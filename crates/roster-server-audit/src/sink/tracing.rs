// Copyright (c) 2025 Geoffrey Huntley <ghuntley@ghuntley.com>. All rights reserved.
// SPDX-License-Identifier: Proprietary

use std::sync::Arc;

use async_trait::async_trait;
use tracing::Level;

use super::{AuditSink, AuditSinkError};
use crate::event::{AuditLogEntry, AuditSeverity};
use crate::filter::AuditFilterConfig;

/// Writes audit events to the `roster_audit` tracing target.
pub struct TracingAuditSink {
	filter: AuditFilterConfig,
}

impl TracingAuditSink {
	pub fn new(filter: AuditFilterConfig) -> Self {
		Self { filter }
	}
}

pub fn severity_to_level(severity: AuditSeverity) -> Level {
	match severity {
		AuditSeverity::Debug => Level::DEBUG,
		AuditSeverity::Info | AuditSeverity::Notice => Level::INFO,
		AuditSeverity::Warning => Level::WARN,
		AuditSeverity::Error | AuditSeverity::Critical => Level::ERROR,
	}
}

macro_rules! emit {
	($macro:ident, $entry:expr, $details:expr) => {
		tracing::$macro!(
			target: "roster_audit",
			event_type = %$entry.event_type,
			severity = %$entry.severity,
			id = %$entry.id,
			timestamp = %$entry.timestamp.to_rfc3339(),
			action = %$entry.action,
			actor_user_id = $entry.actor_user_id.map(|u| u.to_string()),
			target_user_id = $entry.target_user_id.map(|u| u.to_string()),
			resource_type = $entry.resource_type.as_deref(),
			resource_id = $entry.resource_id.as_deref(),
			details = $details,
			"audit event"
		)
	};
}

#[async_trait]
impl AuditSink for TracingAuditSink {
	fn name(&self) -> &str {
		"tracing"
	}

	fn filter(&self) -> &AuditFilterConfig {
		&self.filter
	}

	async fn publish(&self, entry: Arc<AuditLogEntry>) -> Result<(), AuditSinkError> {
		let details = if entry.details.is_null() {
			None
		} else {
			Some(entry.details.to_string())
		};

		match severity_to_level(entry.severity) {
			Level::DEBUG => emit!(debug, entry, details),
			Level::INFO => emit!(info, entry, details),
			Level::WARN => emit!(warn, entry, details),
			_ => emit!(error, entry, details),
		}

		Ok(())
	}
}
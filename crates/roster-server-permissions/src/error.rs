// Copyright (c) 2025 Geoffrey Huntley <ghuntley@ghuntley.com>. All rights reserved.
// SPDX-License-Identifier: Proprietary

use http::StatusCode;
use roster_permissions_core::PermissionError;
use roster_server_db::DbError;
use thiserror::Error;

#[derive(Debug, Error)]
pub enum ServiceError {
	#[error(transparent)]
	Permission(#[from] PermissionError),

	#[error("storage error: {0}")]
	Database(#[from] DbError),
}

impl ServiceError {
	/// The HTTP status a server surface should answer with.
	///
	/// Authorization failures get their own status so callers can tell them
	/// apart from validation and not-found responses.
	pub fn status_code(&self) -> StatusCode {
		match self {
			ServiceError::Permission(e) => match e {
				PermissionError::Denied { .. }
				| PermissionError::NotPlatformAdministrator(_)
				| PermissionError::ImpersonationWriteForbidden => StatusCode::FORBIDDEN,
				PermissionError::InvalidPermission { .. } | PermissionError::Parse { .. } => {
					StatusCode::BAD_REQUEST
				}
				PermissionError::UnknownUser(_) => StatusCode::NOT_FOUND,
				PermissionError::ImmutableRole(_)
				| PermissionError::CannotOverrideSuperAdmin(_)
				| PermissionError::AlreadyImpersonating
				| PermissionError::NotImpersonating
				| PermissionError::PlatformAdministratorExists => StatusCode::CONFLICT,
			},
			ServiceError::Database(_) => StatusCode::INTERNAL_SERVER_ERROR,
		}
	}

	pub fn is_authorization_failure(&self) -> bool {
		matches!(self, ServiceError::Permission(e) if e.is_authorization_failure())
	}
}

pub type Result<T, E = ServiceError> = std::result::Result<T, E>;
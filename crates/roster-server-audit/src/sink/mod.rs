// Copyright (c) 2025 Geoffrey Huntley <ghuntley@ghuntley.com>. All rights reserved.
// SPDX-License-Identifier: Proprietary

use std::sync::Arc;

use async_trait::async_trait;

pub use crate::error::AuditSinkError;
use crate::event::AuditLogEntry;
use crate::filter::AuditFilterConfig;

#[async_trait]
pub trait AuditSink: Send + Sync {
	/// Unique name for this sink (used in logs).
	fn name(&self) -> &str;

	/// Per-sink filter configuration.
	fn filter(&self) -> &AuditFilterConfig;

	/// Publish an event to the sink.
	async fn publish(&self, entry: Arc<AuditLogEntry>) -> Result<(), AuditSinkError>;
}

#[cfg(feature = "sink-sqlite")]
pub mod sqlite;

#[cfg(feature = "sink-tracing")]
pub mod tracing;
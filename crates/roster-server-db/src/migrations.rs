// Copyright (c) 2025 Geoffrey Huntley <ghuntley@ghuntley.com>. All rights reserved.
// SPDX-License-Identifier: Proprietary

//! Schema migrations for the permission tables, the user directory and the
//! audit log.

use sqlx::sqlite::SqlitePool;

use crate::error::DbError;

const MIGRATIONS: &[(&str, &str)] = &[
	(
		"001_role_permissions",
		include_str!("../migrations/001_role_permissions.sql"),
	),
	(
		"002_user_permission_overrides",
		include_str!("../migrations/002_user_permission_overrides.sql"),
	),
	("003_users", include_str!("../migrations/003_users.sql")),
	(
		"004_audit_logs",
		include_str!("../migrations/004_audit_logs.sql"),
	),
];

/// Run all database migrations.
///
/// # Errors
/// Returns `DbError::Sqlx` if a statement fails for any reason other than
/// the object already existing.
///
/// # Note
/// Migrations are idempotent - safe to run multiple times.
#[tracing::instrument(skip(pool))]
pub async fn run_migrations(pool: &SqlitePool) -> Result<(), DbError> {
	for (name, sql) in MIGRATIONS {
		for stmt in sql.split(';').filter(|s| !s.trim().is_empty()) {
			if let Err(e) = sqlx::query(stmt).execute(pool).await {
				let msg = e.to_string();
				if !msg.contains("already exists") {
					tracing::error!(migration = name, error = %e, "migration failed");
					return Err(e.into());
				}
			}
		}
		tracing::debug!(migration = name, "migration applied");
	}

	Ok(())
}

About this task: Each entry needs to be transcribed exactly.

Problem solution:
filename crates/roster-server-audit/src/sink/tracing.rs
// Copyright (c) 2025 Geoffrey Huntley <ghuntley@ghuntley.com>. All rights reserved.
// SPDX-License-Identifier: Proprietary

use std::sync::Arc;

use async_trait::async_trait;
use tracing::Level;

use super::{AuditSink, AuditSinkError};
use crate::event::{AuditLogEntry, AuditSeverity};
use crate::filter::AuditFilterConfig;

/// Writes audit events to the `roster_audit` tracing target.
pub struct TracingAuditSink {
	filter: AuditFilterConfig,
}

impl TracingAuditSink {
	pub fn new(filter: AuditFilterConfig) -> Self {
		Self { filter }
	}
}

pub fn severity_to_level(severity: AuditSeverity) -> Level {
	match severity {
		AuditSeverity::Debug => Level::DEBUG,
		AuditSeverity::Info | AuditSeverity::Notice => Level::INFO,
		AuditSeverity::Warning => Level::WARN,
		AuditSeverity::Error | AuditSeverity::Critical => Level::ERROR,
	}
}

macro_rules! emit {
	($macro:ident, $entry:expr, $details:expr) => {
		tracing::$macro!(
			target: "roster_audit",
			event_type = %$entry.event_type,
			severity = %$entry.severity,
			id = %$entry.id,
			timestamp = %$entry.timestamp.to_rfc3339(),
			action = %$entry.action,
			actor_user_id = $entry.actor_user_id.map(|u| u.to_string()),
			target_user_id = $entry.target_user_id.map(|u| u.to_string()),
			resource_type = $entry.resource_type.as_deref(),
			resource_id = $entry.resource_id.as_deref(),
			details = $details,
			"audit event"
		)
	};
}

#[async_trait]
impl AuditSink for TracingAuditSink {
	fn name(&self) -> &str {
		"tracing"
	}

	fn filter(&self) -> &AuditFilterConfig {
		&self.filter
	}

	async fn publish(&self, entry: Arc<AuditLogEntry>) -> Result<(), AuditSinkError> {
		let details = if entry.details.is_null() {
			None
		} else {
			Some(entry.details.to_string())
		};

		match severity_to_level(entry.severity) {
			Level::DEBUG => emit!(debug, entry, details),
			Level::INFO => emit!(info, entry, details),
			Level::WARN => emit!(warn, entry, details),
			_ => emit!(error, entry, details),
		}

		Ok(())
	}
}
filename crates/roster-server-permissions/src/error.rs
// Copyright (c) 2025 Geoffrey Huntley <ghuntley@ghuntley.com>. All rights reserved.
// SPDX-License-Identifier: Proprietary

use http::StatusCode;
use roster_permissions_core::PermissionError;
use roster_server_db::DbError;
use thiserror::Error;

#[derive(Debug, Error)]
pub enum ServiceError {
	#[error(transparent)]
	Permission(#[from] PermissionError),

	#[error("storage error: {0}")]
	Database(#[from] DbError),
}

impl ServiceError {
	/// The HTTP status a server surface should answer with.
	///
	/// Authorization failures get their own status so callers can tell them
	/// apart from validation and not-found responses.
	pub fn status_code(&self) -> StatusCode {
		match self {
			ServiceError::Permission(e) => match e {
				PermissionError::Denied { .. }
				| PermissionError::NotPlatformAdministrator(_)
				| PermissionError::ImpersonationWriteForbidden => StatusCode::FORBIDDEN,
				PermissionError::InvalidPermission { .. } | PermissionError::Parse { .. } => {
					StatusCode::BAD_REQUEST
				}
				PermissionError::UnknownUser(_) => StatusCode::NOT_FOUND,
				PermissionError::ImmutableRole(_)
				| PermissionError::CannotOverrideSuperAdmin(_)
				| PermissionError::AlreadyImpersonating
				| PermissionError::NotImpersonating
				| PermissionError::PlatformAdministratorExists => StatusCode::CONFLICT,
			},
			ServiceError::Database(_) => StatusCode::INTERNAL_SERVER_ERROR,
		}
	}

	pub fn is_authorization_failure(&self) -> bool {
		matches!(self, ServiceError::Permission(e) if e.is_authorization_failure())
	}
}

pub type Result<T, E = ServiceError> = std::result::Result<T, E>;
filename crates/roster-server-audit/src/sink/mod.rs
// Copyright (c) 2025 Geoffrey Huntley <ghuntley@ghuntley.com>. All rights reserved.
// SPDX-License-Identifier: Proprietary

use std::sync::Arc;

use async_trait::async_trait;

pub use crate::error::AuditSinkError;
use crate::event::AuditLogEntry;
use crate::filter::AuditFilterConfig;

#[async_trait]
pub trait AuditSink: Send + Sync {
	/// Unique name for this sink (used in logs).
	fn name(&self) -> &str;

	/// Per-sink filter configuration.
	fn filter(&self) -> &AuditFilterConfig;

	/// Publish an event to the sink.
	async fn publish(&self, entry: Arc<AuditLogEntry>) -> Result<(), AuditSinkError>;
}

#[cfg(feature = "sink-sqlite")]
pub mod sqlite;

#[cfg(feature = "sink-tracing")]
pub mod tracing;
filename crates/roster-server-db/src/migrations.rs
// Copyright (c) 2025 Geoffrey Huntley <ghuntley@ghuntley.com>. All rights reserved.
// SPDX-License-Identifier: Proprietary

//! Schema migrations for the permission tables, the user directory and the
//! audit log.

use sqlx::sqlite::SqlitePool;

use crate::error::DbError;

const MIGRATIONS: &[(&str, &str)] = &[
	(
		"001_role_permissions",
		include_str!("../migrations/001_role_permissions.sql"),
	),
	(
		"002_user_permission_overrides",
		include_str!("../migrations/002_user_permission_overrides.sql"),
	),
	("003_users", include_str!("../migrations/003_users.sql")),
	(
		"004_audit_logs",
		include_str!("../migrations/004_audit_logs.sql"),
	),
];

/// Run all database migrations.
///
/// # Errors
/// Returns `DbError::Sqlx` if a statement fails for any reason other than
/// the object already existing.
///
/// # Note
/// Migrations are idempotent - safe to run multiple times.
#[tracing::instrument(skip(pool))]
pub async fn run_migrations(pool: &SqlitePool) -> Result<(), DbError> {
	for (name, sql) in MIGRATIONS {
		for stmt in sql.split(';').filter(|s| !s.trim().is_empty()) {
			if let Err(e) = sqlx::query(stmt).execute(pool).await {
				let msg = e.to_string();
				if !msg.contains("already exists") {
					tracing::error!(migration = name, error = %e, "migration failed");
					return Err(e.into());
				}
			}
		}
		tracing::debug!(migration = name, "migration applied");
	}

	Ok(())
}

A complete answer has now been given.